## Task details
Using the entries below, output each line exactly from the first through the one that contains "let user = users".

________

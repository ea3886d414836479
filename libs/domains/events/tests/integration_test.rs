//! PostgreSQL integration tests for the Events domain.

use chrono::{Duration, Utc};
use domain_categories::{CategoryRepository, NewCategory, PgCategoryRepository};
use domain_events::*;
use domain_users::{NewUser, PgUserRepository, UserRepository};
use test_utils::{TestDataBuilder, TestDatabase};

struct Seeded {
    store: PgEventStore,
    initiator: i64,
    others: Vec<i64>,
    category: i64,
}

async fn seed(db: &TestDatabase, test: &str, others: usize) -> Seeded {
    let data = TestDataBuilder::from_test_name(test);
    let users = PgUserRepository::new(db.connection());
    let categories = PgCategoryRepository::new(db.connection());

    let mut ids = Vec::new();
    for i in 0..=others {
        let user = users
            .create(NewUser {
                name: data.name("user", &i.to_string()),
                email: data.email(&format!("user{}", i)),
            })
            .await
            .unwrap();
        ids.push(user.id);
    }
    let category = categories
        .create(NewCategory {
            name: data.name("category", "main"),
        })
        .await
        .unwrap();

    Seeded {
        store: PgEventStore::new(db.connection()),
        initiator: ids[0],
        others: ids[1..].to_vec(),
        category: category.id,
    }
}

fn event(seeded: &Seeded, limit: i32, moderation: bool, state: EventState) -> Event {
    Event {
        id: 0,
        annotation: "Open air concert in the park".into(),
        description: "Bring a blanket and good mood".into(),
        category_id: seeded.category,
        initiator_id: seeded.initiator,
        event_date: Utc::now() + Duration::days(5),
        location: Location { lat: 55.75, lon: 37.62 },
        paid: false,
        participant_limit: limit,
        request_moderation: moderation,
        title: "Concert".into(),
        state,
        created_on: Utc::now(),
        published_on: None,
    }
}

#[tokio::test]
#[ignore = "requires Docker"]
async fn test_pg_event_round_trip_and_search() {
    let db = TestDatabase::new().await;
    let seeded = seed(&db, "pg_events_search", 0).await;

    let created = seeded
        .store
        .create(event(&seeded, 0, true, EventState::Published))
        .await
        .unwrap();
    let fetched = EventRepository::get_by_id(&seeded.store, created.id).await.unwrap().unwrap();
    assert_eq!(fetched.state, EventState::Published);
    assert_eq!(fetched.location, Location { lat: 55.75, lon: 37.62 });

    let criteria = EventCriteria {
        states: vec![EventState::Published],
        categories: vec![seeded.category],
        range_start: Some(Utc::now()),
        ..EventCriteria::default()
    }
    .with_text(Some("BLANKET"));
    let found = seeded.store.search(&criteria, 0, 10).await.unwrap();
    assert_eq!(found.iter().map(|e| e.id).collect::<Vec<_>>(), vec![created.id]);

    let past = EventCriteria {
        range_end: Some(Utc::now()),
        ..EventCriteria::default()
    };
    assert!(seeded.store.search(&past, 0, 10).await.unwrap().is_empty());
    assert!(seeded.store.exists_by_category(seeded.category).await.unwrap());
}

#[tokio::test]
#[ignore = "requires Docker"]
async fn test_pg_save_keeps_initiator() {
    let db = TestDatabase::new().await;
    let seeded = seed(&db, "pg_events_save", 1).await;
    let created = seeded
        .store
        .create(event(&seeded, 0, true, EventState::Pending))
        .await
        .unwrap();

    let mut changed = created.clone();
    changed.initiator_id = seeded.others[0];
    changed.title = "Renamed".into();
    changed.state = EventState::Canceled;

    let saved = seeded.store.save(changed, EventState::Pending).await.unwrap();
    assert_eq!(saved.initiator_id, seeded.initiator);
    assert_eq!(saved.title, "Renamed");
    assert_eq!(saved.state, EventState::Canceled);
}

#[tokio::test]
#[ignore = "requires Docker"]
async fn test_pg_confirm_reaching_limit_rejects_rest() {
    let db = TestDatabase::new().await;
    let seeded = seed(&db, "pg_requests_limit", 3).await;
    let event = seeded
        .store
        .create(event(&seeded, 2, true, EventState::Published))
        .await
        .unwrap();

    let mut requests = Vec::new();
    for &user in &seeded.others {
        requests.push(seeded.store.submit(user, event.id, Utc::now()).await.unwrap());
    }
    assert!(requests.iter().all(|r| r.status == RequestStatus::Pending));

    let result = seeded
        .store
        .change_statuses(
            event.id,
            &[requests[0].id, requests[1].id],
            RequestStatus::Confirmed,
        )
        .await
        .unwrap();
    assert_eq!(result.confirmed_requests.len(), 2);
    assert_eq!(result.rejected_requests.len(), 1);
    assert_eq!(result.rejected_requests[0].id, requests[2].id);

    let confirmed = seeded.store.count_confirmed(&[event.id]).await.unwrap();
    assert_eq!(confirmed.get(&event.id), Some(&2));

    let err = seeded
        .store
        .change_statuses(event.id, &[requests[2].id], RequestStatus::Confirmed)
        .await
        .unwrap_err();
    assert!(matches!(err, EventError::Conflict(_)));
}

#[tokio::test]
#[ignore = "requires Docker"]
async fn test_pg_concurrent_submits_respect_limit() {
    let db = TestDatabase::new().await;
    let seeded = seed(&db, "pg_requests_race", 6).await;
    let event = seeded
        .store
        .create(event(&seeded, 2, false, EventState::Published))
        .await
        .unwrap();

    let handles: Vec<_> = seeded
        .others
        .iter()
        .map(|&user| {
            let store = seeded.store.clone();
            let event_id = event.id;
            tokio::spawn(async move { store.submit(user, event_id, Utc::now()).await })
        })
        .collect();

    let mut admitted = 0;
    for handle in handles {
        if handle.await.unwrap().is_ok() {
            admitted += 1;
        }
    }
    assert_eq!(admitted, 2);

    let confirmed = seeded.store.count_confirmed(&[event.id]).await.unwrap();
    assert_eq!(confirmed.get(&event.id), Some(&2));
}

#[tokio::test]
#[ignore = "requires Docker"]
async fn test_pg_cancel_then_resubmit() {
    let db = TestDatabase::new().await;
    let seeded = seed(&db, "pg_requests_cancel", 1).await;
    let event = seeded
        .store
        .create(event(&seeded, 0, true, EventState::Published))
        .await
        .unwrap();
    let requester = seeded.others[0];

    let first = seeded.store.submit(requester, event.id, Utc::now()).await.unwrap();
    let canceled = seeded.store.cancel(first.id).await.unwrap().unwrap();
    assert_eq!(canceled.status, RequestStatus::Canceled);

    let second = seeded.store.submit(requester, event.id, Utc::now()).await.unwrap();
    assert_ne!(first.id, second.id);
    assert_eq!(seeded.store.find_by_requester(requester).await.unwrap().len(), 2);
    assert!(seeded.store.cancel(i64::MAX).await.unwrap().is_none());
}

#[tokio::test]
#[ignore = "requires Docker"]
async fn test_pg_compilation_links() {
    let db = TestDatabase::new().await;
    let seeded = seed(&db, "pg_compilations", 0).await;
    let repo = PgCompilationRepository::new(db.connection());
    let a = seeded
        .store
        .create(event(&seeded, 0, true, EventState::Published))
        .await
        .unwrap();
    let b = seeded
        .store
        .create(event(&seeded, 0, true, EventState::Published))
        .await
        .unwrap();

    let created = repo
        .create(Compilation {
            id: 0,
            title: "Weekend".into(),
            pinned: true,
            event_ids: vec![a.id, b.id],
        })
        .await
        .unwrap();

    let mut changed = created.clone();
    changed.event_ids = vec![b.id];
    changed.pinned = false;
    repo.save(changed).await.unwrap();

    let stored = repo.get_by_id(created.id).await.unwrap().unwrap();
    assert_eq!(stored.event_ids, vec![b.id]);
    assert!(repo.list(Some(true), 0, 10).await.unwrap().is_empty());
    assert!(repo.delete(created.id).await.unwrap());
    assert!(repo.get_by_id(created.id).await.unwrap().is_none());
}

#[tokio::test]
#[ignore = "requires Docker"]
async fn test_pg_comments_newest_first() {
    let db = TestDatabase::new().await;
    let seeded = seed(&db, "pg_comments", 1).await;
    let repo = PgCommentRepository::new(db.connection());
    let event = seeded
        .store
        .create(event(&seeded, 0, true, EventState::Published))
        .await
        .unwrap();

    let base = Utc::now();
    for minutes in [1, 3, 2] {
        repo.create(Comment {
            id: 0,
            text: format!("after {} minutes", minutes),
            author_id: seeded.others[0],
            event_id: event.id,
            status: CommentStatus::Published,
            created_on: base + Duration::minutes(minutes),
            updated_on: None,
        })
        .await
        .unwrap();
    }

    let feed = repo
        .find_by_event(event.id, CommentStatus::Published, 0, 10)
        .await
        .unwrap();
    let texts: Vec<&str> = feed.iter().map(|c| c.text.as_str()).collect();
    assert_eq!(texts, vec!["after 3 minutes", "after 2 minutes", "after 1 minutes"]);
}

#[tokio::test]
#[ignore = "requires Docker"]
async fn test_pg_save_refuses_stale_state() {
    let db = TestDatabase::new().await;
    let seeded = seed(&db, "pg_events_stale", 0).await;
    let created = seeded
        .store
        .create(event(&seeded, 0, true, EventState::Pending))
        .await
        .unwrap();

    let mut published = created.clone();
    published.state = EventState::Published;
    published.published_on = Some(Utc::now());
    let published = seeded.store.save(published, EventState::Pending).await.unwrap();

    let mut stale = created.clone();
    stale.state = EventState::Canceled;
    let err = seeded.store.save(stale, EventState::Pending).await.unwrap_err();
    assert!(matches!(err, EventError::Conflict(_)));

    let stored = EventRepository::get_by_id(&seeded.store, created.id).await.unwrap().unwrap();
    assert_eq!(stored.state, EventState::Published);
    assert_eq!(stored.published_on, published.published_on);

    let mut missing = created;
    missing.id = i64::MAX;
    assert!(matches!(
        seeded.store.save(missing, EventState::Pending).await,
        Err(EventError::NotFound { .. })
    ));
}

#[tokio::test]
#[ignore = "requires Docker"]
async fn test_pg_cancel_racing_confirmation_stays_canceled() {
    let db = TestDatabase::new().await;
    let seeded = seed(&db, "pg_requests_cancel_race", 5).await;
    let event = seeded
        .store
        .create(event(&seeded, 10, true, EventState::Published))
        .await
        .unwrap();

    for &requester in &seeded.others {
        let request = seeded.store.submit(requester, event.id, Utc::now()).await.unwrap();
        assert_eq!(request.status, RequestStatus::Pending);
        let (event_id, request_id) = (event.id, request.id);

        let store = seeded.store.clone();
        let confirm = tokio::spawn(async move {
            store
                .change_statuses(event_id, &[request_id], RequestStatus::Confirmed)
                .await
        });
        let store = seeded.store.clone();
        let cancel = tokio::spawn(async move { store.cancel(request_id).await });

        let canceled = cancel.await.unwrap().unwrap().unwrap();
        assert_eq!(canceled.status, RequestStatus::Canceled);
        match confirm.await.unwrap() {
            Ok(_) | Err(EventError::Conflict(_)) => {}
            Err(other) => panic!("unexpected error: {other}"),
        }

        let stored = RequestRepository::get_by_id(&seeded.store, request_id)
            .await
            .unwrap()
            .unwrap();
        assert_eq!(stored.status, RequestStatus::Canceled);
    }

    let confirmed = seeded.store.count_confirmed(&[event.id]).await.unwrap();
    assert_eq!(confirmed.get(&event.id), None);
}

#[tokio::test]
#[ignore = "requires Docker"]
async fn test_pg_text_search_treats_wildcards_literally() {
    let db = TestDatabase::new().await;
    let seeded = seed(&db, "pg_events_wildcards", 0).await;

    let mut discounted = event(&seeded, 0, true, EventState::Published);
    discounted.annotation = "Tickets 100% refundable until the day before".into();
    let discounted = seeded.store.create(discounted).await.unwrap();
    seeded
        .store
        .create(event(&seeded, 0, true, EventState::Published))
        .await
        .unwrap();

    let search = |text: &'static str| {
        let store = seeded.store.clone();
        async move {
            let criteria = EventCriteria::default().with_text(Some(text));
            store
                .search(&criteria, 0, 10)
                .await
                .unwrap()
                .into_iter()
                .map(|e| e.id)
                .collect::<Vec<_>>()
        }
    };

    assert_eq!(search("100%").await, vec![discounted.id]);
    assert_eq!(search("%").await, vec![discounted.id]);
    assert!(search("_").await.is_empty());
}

________

## Response
repository ea3886d414836479
filename libs/domains/events/tests/integration_test.rs
//! PostgreSQL integration tests for the Events domain.

use chrono::{Duration, Utc};
use domain_categories::{CategoryRepository, NewCategory, PgCategoryRepository};
use domain_events::*;
use domain_users::{NewUser, PgUserRepository, UserRepository};
use test_utils::{TestDataBuilder, TestDatabase};

struct Seeded {
    store: PgEventStore,
    initiator: i64,
    others: Vec<i64>,
    category: i64,
}

async fn seed(db: &TestDatabase, test: &str, others: usize) -> Seeded {
    let data = TestDataBuilder::from_test_name(test);
    let users = PgUserRepository::new(db.connection());
    let categories = PgCategoryRepository::new(db.connection());

    let mut ids = Vec::new();
    for i in 0..=others {
        let user = users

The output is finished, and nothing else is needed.